Emil Dotchevski wrote:
> On Wed, Dec 16, 2015 at 12:26 PM, Phil Endecott <
> spam_from_boost_dev_at_[hidden]> wrote:
>> Actually since first looking I've
>> found that it does have more functionality than I thought - for
>> example, I've only just found that it has functions to create
>> matrices representing rotations (but not any other affine
>> transformations)
> Not true, it can do translation and scaling as well. There is no shear
> support right now but that's easy to add if needed.
> The expression trans_m(v) reinterprets v as a translation matrix.
> Scaling is done by diag_m(v), which reinterprets v as a matrix whose
> diagonal is the elements of v with all other elements zero.

Ah, I've finally found those in the "Vector-to-matrix view proxies"

>> and to compute the inverse of a matrix (but not
>> the determinant).
> Not true, there is the determinant() function

My apologies, I should have noticed that one. I think I was
under the impression that the page was ordered alphabetically, or

> the point of QVM isn't to add to the mix but to define an
> environment where all of the existing types can be used
> safely together.

Well let's look at that. Say I have a couple of libraries
that each define their own matrix classes:

namespace abc {
   class matrix;
   matrix f();

namespace xyz :
   class matrix;
   void g(matrix m);

Ideally, I'd like to be able to write simply

   xyz::g( abc::f() );

and have the abc::matrix magically converted into an xyz::matrix.
How much does QVM help? I can't write that "ideal" code, but
maybe this:

   abc::matrix m1 = abc::f();
   xyz::matrix m2;

I'm not really convinced that that is very useful.
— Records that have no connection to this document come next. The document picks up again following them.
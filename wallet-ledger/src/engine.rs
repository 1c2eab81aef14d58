//! Ledger engine
//!
//! Owns the locking protocol, the balance invariants and the cache
//! invalidation order. Every mutation runs in one scoped storage
//! transaction:
//!
//! 1. validate input (no storage access on failure)
//! 2. lock the affected wallet rows, ascending by id
//! 3. read balances, compute, persist
//! 4. append transaction records
//! 5. commit
//! 6. invalidate cache entries (best-effort)
//!
//! Steps 1-4 race the caller's deadline; any early return drops the
//! transaction, which rolls it back. Commit is never abandoned once issued,
//! and invalidation runs whenever a commit was issued.

use crate::cache::{CacheGateway, WalletCache};
use crate::config::{CacheConfig, EngineConfig};
use crate::context::OpContext;
use crate::error::{LedgerError, Result};
use crate::metrics::Metrics;
use crate::money::Money;
use crate::records::{self, BalanceChange};
use crate::storage::{LedgerStore, StoreTransaction};
use crate::types::{AccountId, TransactionRecord, Wallet, WalletId};
use rust_decimal::Decimal;
use std::sync::Arc;
use std::time::Instant;
use tracing::{debug, error, info};

/// Wallet ledger engine, shared across tasks behind an `Arc`
pub struct LedgerEngine<S: LedgerStore> {
    store: S,
    cache: WalletCache,
    metrics: Metrics,
    config: EngineConfig,
}

impl<S: LedgerStore> LedgerEngine<S> {
    pub fn new(
        store: S,
        gateway: Arc<dyn CacheGateway>,
        cache_config: &CacheConfig,
        config: EngineConfig,
        metrics: Metrics,
    ) -> Self {
        let cache = WalletCache::new(
            gateway,
            metrics.clone(),
            cache_config.wallet_ttl(),
            cache_config.transactions_ttl(),
            cache_config.command_timeout(),
        );

        Self {
            store,
            cache,
            metrics,
            config,
        }
    }

    /// Engine with default TTLs, timeouts and a fresh metrics registry
    pub fn with_defaults(store: S, gateway: Arc<dyn CacheGateway>) -> Self {
        Self::new(
            store,
            gateway,
            &CacheConfig::default(),
            EngineConfig::default(),
            Metrics::default(),
        )
    }

    pub fn store(&self) -> &S {
        &self.store
    }

    pub fn metrics(&self) -> &Metrics {
        &self.metrics
    }

    pub fn config(&self) -> &EngineConfig {
        &self.config
    }

    /// Release the cache connection
    pub async fn shutdown(&self) {
        self.cache.gateway().disconnect().await;
    }

    // =========================================================================
    // WALLET CREATION
    // =========================================================================

    /// Create a zero-balance wallet for an existing account
    pub async fn create_wallet(&self, ctx: &OpContext, account_id: AccountId) -> Result<Wallet> {
        let started = Instant::now();
        let result = self.create_wallet_inner(ctx, account_id).await;
        self.observe("create_wallet", started, &result);
        result
    }

    async fn create_wallet_inner(&self, ctx: &OpContext, account_id: AccountId) -> Result<Wallet> {
        ctx.run(self.config.operation_timeout(), async {
            self.store
                .find_account(account_id)
                .await?
                .ok_or(LedgerError::AccountNotFound(account_id))
        })
        .await?;

        // The insert is a single write; it is not abandoned once started
        let inserted = self.store.insert_wallet(account_id).await;
        self.cache.invalidate_account(account_id).await;
        let wallet = inserted?;

        info!(
            action = "wallet_created",
            %account_id,
            wallet_id = %wallet.id,
            "Wallet created"
        );
        Ok(wallet)
    }

    // =========================================================================
    // MUTATIONS
    // =========================================================================

    /// Credit a wallet. Returns the credit record.
    pub async fn deposit(
        &self,
        ctx: &OpContext,
        wallet_id: WalletId,
        amount: Decimal,
        description: &str,
    ) -> Result<TransactionRecord> {
        let started = Instant::now();
        let result = self.deposit_inner(ctx, wallet_id, amount, description).await;
        self.observe("deposit", started, &result);
        result
    }

    async fn deposit_inner(
        &self,
        ctx: &OpContext,
        wallet_id: WalletId,
        amount: Decimal,
        description: &str,
    ) -> Result<TransactionRecord> {
        let amount = Money::positive_amount(amount)?;

        let (tx, record, account_id) = ctx
            .run(self.config.operation_timeout(), async {
                let mut tx = self.store.begin().await?;

                let wallet = tx
                    .lock_wallet(wallet_id)
                    .await?
                    .ok_or_else(|| LedgerError::wallet_not_found(wallet_id))?;

                let after = wallet.balance.checked_add(amount).ok_or_else(|| {
                    LedgerError::InvalidAmount(format!(
                        "deposit of {} overflows wallet {}",
                        amount, wallet_id
                    ))
                })?;
                tx.update_balance(wallet_id, after).await?;

                let change = BalanceChange {
                    wallet_id,
                    before: wallet.balance,
                    after,
                };
                let record = records::append(&mut tx, records::deposit(change, amount, description))
                    .await?;

                Ok((tx, record, wallet.account_id))
            })
            .await?;

        let committed = tx.commit().await;
        self.cache.invalidate_wallet(wallet_id).await;
        committed?;

        info!(
            action = "deposit",
            transaction_type = "financial",
            %account_id,
            %wallet_id,
            %amount,
            transaction_uuid = %record.transaction_uuid,
            description,
            "Financial transaction completed"
        );
        Ok(record)
    }

    /// Debit a wallet. Returns the debit record (negative amount).
    pub async fn withdraw(
        &self,
        ctx: &OpContext,
        wallet_id: WalletId,
        amount: Decimal,
        description: &str,
    ) -> Result<TransactionRecord> {
        let started = Instant::now();
        let result = self.withdraw_inner(ctx, wallet_id, amount, description).await;
        self.observe("withdraw", started, &result);
        result
    }

    async fn withdraw_inner(
        &self,
        ctx: &OpContext,
        wallet_id: WalletId,
        amount: Decimal,
        description: &str,
    ) -> Result<TransactionRecord> {
        let amount = Money::positive_amount(amount)?;

        let (tx, record, account_id) = ctx
            .run(self.config.operation_timeout(), async {
                let mut tx = self.store.begin().await?;

                let wallet = tx
                    .lock_wallet(wallet_id)
                    .await?
                    .ok_or_else(|| LedgerError::wallet_not_found(wallet_id))?;

                let after = debit(wallet.balance, amount)?;
                tx.update_balance(wallet_id, after).await?;

                let change = BalanceChange {
                    wallet_id,
                    before: wallet.balance,
                    after,
                };
                let record =
                    records::append(&mut tx, records::withdraw(change, amount, description)?)
                        .await?;

                Ok((tx, record, wallet.account_id))
            })
            .await?;

        let committed = tx.commit().await;
        self.cache.invalidate_wallet(wallet_id).await;
        committed?;

        info!(
            action = "withdraw",
            transaction_type = "financial",
            %account_id,
            %wallet_id,
            %amount,
            transaction_uuid = %record.transaction_uuid,
            description,
            "Financial transaction completed"
        );
        Ok(record)
    }

    /// Move money between two distinct wallets atomically. Returns the
    /// debit record on the source.
    pub async fn transfer(
        &self,
        ctx: &OpContext,
        from: WalletId,
        to: WalletId,
        amount: Decimal,
        description: &str,
    ) -> Result<TransactionRecord> {
        let started = Instant::now();
        let result = self.transfer_inner(ctx, from, to, amount, description).await;
        self.observe("transfer", started, &result);
        result
    }

    async fn transfer_inner(
        &self,
        ctx: &OpContext,
        from: WalletId,
        to: WalletId,
        amount: Decimal,
        description: &str,
    ) -> Result<TransactionRecord> {
        let amount = Money::positive_amount(amount)?;
        if from == to {
            return Err(LedgerError::InvalidTransfer(
                "cannot transfer to the same wallet".to_string(),
            ));
        }

        let (tx, debit_record) = ctx
            .run(self.config.operation_timeout(), async {
                let mut tx = self.store.begin().await?;

                // Canonical lock order regardless of direction
                let (low, high) = if from < to { (from, to) } else { (to, from) };
                let low_wallet = lock_side(&mut tx, low, from).await?;
                let high_wallet = lock_side(&mut tx, high, from).await?;
                let (source, destination) = if low == from {
                    (low_wallet, high_wallet)
                } else {
                    (high_wallet, low_wallet)
                };
                debug!(%from, %to, "Transfer locks acquired");

                let source_after = debit(source.balance, amount)?;
                let destination_after =
                    destination.balance.checked_add(amount).ok_or_else(|| {
                        LedgerError::InvalidAmount(format!(
                            "transfer of {} overflows wallet {}",
                            amount, to
                        ))
                    })?;

                tx.update_balance(from, source_after).await?;
                tx.update_balance(to, destination_after).await?;

                let (debit_record, credit_record) = records::transfer(
                    BalanceChange {
                        wallet_id: from,
                        before: source.balance,
                        after: source_after,
                    },
                    BalanceChange {
                        wallet_id: to,
                        before: destination.balance,
                        after: destination_after,
                    },
                    amount,
                    description,
                )?;
                let debit_record = records::append(&mut tx, debit_record).await?;
                records::append(&mut tx, credit_record).await?;

                Ok((tx, debit_record))
            })
            .await?;

        let committed = tx.commit().await;
        self.cache.invalidate_wallet(from).await;
        self.cache.invalidate_wallet(to).await;
        committed?;

        info!(
            action = "transfer",
            transaction_type = "financial",
            from_wallet_id = %from,
            to_wallet_id = %to,
            %amount,
            transaction_uuid = %debit_record.transaction_uuid,
            description,
            "Financial transaction completed"
        );
        Ok(debit_record)
    }

    // =========================================================================
    // READS
    // =========================================================================

    /// Current wallet state, served from cache when possible
    pub async fn get_wallet(&self, ctx: &OpContext, wallet_id: WalletId) -> Result<Wallet> {
        let started = Instant::now();
        let result = ctx
            .run(self.config.operation_timeout(), async {
                if let Some(wallet) = self.cache.get_wallet(wallet_id).await {
                    return Ok(wallet);
                }

                let wallet = self
                    .store
                    .find_wallet(wallet_id)
                    .await?
                    .ok_or_else(|| LedgerError::wallet_not_found(wallet_id))?;
                self.cache.set_wallet(&wallet).await;
                Ok(wallet)
            })
            .await;
        self.observe("get_wallet", started, &result);
        result
    }

    /// One page of a wallet's history, newest first
    pub async fn get_transactions(
        &self,
        ctx: &OpContext,
        wallet_id: WalletId,
        limit: i64,
        offset: i64,
    ) -> Result<Vec<TransactionRecord>> {
        let started = Instant::now();
        let result = self
            .get_transactions_inner(ctx, wallet_id, limit, offset)
            .await;
        self.observe("get_transactions", started, &result);
        result
    }

    async fn get_transactions_inner(
        &self,
        ctx: &OpContext,
        wallet_id: WalletId,
        limit: i64,
        offset: i64,
    ) -> Result<Vec<TransactionRecord>> {
        if limit < 1 || limit > self.config.max_page_size {
            return Err(LedgerError::InvalidPagination(format!(
                "limit must be between 1 and {}, got {}",
                self.config.max_page_size, limit
            )));
        }
        if offset < 0 {
            return Err(LedgerError::InvalidPagination(format!(
                "offset must not be negative, got {}",
                offset
            )));
        }

        ctx.run(self.config.operation_timeout(), async {
            if let Some(page) = self.cache.get_transactions(wallet_id, limit, offset).await {
                return Ok(page);
            }

            if self.store.find_wallet(wallet_id).await?.is_none() {
                return Err(LedgerError::wallet_not_found(wallet_id));
            }

            let page = self.store.list_records(wallet_id, limit, offset).await?;
            self.cache
                .set_transactions(wallet_id, limit, offset, &page)
                .await;
            Ok(page)
        })
        .await
    }

    /// Every wallet owned by an account, ascending by id. Not cached.
    pub async fn get_account_wallets(
        &self,
        ctx: &OpContext,
        account_id: AccountId,
    ) -> Result<Vec<Wallet>> {
        let started = Instant::now();
        let result = ctx
            .run(self.config.operation_timeout(), async {
                self.store
                    .find_account(account_id)
                    .await?
                    .ok_or(LedgerError::AccountNotFound(account_id))?;
                self.store.list_wallets_for_account(account_id).await
            })
            .await;
        self.observe("get_account_wallets", started, &result);
        result
    }

    // =========================================================================
    // HELPERS
    // =========================================================================

    fn observe<T>(&self, operation: &'static str, started: Instant, result: &Result<T>) {
        let elapsed = started.elapsed().as_secs_f64();
        let outcome = match result {
            Ok(_) => "ok",
            Err(e) => e.error_type(),
        };
        self.metrics.record_operation(operation, outcome, elapsed);

        if let Err(e) = result {
            if e.is_business_error() {
                debug!(operation, error_type = outcome, error = %e, "Operation rejected");
            } else {
                error!(operation, error_type = outcome, error = %e, "Operation failed");
            }
        }
    }
}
What QVM does let you do is to, for example, multiply two abc::matrices.
But say libabc already had its own super-efficient matrix multiplication
algorithm, e.g. a multiply(a,b) function. I don't think QVM has any
way to
use that in its operator* implementation.

> The swizzling syntax must be terse or else it's useless. If you've written
> shader code you'll know utterly inadequate it is to require a syntax like
> swizzle<1,0,3,2>(vec) instead of (vec,YXWZ). At any rate, swizzling is
> defined in a separate header, don't include it if you don't want it.
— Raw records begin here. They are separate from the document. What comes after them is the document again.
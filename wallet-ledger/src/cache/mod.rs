//! Cache gateway
//!
//! The cache is an accelerator, never the source of truth. Adapters report
//! faults through [`CacheError`]; [`WalletCache`] is the only caller and it
//! swallows them: a failed read is a miss, a failed write or delete is
//! logged and counted. No cache error ever reaches an engine caller, and
//! every command is bounded by a short timeout so a stalled server cannot
//! hold up a committed mutation.

pub mod memory;
pub mod redis;

use crate::metrics::Metrics;
use crate::types::{AccountId, TransactionRecord, Wallet, WalletId};
use async_trait::async_trait;
use serde::de::DeserializeOwned;
use serde::Serialize;
use std::future::Future;
use std::sync::Arc;
use std::time::Duration;
use thiserror::Error;
use tracing::{debug, warn};

pub use self::memory::{MemoryCache, NoopCache};
pub use self::redis::RedisCache;

/// Result type for cache adapters
pub type CacheResult<T> = std::result::Result<T, CacheError>;

/// Cache adapter errors
#[derive(Error, Debug)]
pub enum CacheError {
    #[error("Cache unavailable: {0}")]
    Unavailable(String),

    #[error("Redis error: {0}")]
    Redis(#[from] ::redis::RedisError),

    #[error("Serialization error: {0}")]
    Serialization(#[from] serde_json::Error),

    #[error("Cache command timed out after {0:?}")]
    Timeout(Duration),
}

/// Key-value store with TTL expiry and pattern deletion
#[async_trait]
pub trait CacheGateway: Send + Sync {
    async fn get(&self, key: &str) -> CacheResult<Option<String>>;

    async fn set_ex(&self, key: &str, value: String, ttl: Duration) -> CacheResult<()>;

    async fn delete(&self, key: &str) -> CacheResult<()>;

    /// Delete every key matching a glob pattern (`*` and `?`); returns the
    /// number of keys removed
    async fn delete_pattern(&self, pattern: &str) -> CacheResult<u64>;

    /// Release the connection. Later calls report `Unavailable`.
    async fn disconnect(&self) {}
}

/// Cache key layout
pub mod keys {
    use crate::types::{AccountId, WalletId};

    pub fn wallet(wallet_id: WalletId) -> String {
        format!("wallet:{}", wallet_id)
    }

    pub fn transactions_page(wallet_id: WalletId, limit: i64, offset: i64) -> String {
        format!("wallet:{}:transactions:{}:{}", wallet_id, limit, offset)
    }

    /// Matches every cached history page of one wallet, and only that wallet
    pub fn transactions_pattern(wallet_id: WalletId) -> String {
        format!("wallet:{}:transactions:*", wallet_id)
    }

    pub fn account(account_id: AccountId) -> String {
        format!("user:{}", account_id)
    }
}

/// Typed, fault-tolerant view of a [`CacheGateway`] used by the engine
#[derive(Clone)]
pub struct WalletCache {
    gateway: Arc<dyn CacheGateway>,
    metrics: Metrics,
    wallet_ttl: Duration,
    transactions_ttl: Duration,
    command_timeout: Duration,
}

impl WalletCache {
    pub fn new(
        gateway: Arc<dyn CacheGateway>,
        metrics: Metrics,
        wallet_ttl: Duration,
        transactions_ttl: Duration,
        command_timeout: Duration,
    ) -> Self {
        Self {
            gateway,
            metrics,
            wallet_ttl,
            transactions_ttl,
            command_timeout,
        }
    }

    pub fn gateway(&self) -> &Arc<dyn CacheGateway> {
        &self.gateway
    }

    // =========================================================================
    // WALLETS
    // =========================================================================

    pub async fn get_wallet(&self, wallet_id: WalletId) -> Option<Wallet> {
        self.get_json(&keys::wallet(wallet_id)).await
    }

    pub async fn set_wallet(&self, wallet: &Wallet) {
        self.set_json(&keys::wallet(wallet.id), wallet, self.wallet_ttl)
            .await
    }

    // =========================================================================
    // TRANSACTION HISTORY PAGES
    // =========================================================================

    pub async fn get_transactions(
        &self,
        wallet_id: WalletId,
        limit: i64,
        offset: i64,
    ) -> Option<Vec<TransactionRecord>> {
        self.get_json(&keys::transactions_page(wallet_id, limit, offset))
            .await
    }

    pub async fn set_transactions(
        &self,
        wallet_id: WalletId,
        limit: i64,
        offset: i64,
        records: &[TransactionRecord],
    ) {
        self.set_json(
            &keys::transactions_page(wallet_id, limit, offset),
            &records,
            self.transactions_ttl,
        )
        .await
    }

    // =========================================================================
    // INVALIDATION
    // =========================================================================

    /// Drop the cached wallet and every cached history page for it
    pub async fn invalidate_wallet(&self, wallet_id: WalletId) {
        self.delete(&keys::wallet(wallet_id)).await;

        let pattern = keys::transactions_pattern(wallet_id);
        match self.bounded(self.gateway.delete_pattern(&pattern)).await {
            Ok(removed) => debug!(%wallet_id, removed, "Invalidated transaction history cache"),
            Err(e) => {
                self.metrics.record_cache_error("delete_pattern");
                warn!(%wallet_id, error = %e, "Failed to invalidate transaction history cache");
            }
        }
    }

    pub async fn invalidate_account(&self, account_id: AccountId) {
        self.delete(&keys::account(account_id)).await;
    }

    // =========================================================================
    // HELPERS
    // =========================================================================

    async fn get_json<T: DeserializeOwned>(&self, key: &str) -> Option<T> {
        match self.bounded(self.gateway.get(key)).await {
            Ok(Some(json)) => match serde_json::from_str(&json) {
                Ok(value) => {
                    self.metrics.record_cache_hit();
                    Some(value)
                }
                Err(e) => {
                    warn!(key, error = %e, "Discarding undecodable cache entry");
                    self.metrics.record_cache_miss();
                    None
                }
            },
            Ok(None) => {
                self.metrics.record_cache_miss();
                None
            }
            Err(e) => {
                self.metrics.record_cache_error("get");
                self.metrics.record_cache_miss();
                warn!(key, error = %e, "Cache read failed, falling back to storage");
                None
            }
        }
    }

    async fn set_json<T: Serialize + ?Sized>(&self, key: &str, value: &T, ttl: Duration) {
        let json = match serde_json::to_string(value) {
            Ok(json) => json,
            Err(e) => {
                warn!(key, error = %e, "Failed to serialize cache entry");
                return;
            }
        };

        if let Err(e) = self.bounded(self.gateway.set_ex(key, json, ttl)).await {
            self.metrics.record_cache_error("set");
            warn!(key, error = %e, "Failed to populate cache");
        }
    }

    async fn bounded<T, F>(&self, command: F) -> CacheResult<T>
    where
        F: Future<Output = CacheResult<T>>,
    {
        match tokio::time::timeout(self.command_timeout, command).await {
            Ok(result) => result,
            Err(_) => Err(CacheError::Timeout(self.command_timeout)),
        }
    }

    async fn delete(&self, key: &str) {
        if let Err(e) = self.bounded(self.gateway.delete(key)).await {
            self.metrics.record_cache_error("delete");
            warn!(key, error = %e, "Failed to invalidate cache entry");
        }
    }
}

/// Glob match supporting `*` (any run) and `?` (one character), as used by
/// Redis `SCAN MATCH` for the patterns this crate generates
pub(crate) fn glob_match(pattern: &str, key: &str) -> bool {
    let pattern: Vec<char> = pattern.chars().collect();
    let key: Vec<char> = key.chars().collect();

    let (mut p, mut k) = (0, 0);
    let mut star: Option<(usize, usize)> = None;

    while k < key.len() {
        if p < pattern.len() && (pattern[p] == '?' || pattern[p] == key[k]) {
            p += 1;
            k += 1;
        } else if p < pattern.len() && pattern[p] == '*' {
            star = Some((p, k));
            p += 1;
        } else if let Some((star_p, star_k)) = star {
            p = star_p + 1;
            k = star_k + 1;
            star = Some((star_p, star_k + 1));
        } else {
            return false;
        }
    }

    while p < pattern.len() && pattern[p] == '*' {
        p += 1;
    }
    p == pattern.len()
}

#[cfg(test)]
mod tests {
    use super::*;

    #[test]
    fn test_key_layout() {
        assert_eq!(keys::wallet(WalletId(1)), "wallet:1");
        assert_eq!(
            keys::transactions_page(WalletId(1), 20, 40),
            "wallet:1:transactions:20:40"
        );
        assert_eq!(keys::account(AccountId(3)), "user:3");
    }

    #[test]
    fn test_history_pattern_is_wallet_scoped() {
        let pattern = keys::transactions_pattern(WalletId(1));
        assert!(glob_match(&pattern, "wallet:1:transactions:10:0"));
        assert!(glob_match(&pattern, "wallet:1:transactions:50:100"));
        assert!(!glob_match(&pattern, "wallet:12:transactions:10:0"));
        assert!(!glob_match(&pattern, "wallet:1"));
    }

    #[test]
    fn test_glob_match() {
        assert!(glob_match("*", ""));
        assert!(glob_match("a*c", "abbbc"));
        assert!(glob_match("a?c", "abc"));
        assert!(!glob_match("a?c", "ac"));
        assert!(glob_match("*:x", "a:b:x"));
        assert!(!glob_match("abc", "abcd"));
    }
}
Actually I have written quite a lot of OpenGL code. I asked before for
examples of this and the only one I was given was converting colours
between RGBA and BGRA. This is mainly just curiosity; I don't doubt that
you do write such code.

I am starting to wonder if what you're really trying to achieve is a
GLSL-like DSEL, i.e. specifically to write C++ that looks like shader

Quoting from another message:

> Also, let's say you want to access the X coordinate of a vector, (vec,X) is
> more readable than X(vec).

I honestly find that point of view totally bizarre. The function call syntax
is the most basic thing we have in "C family" languages, it's practically
the first thing that any programmer learns. Yet you prefer to write (vec,X)
which is completely opaque until you discover that operator, has been

If your motivation is to do whatever is necessary in order to put the
name of the operation after the argument, just wait for "unified call
syntax" or "extension methods" (n4165, n4174).

Regards, Phil.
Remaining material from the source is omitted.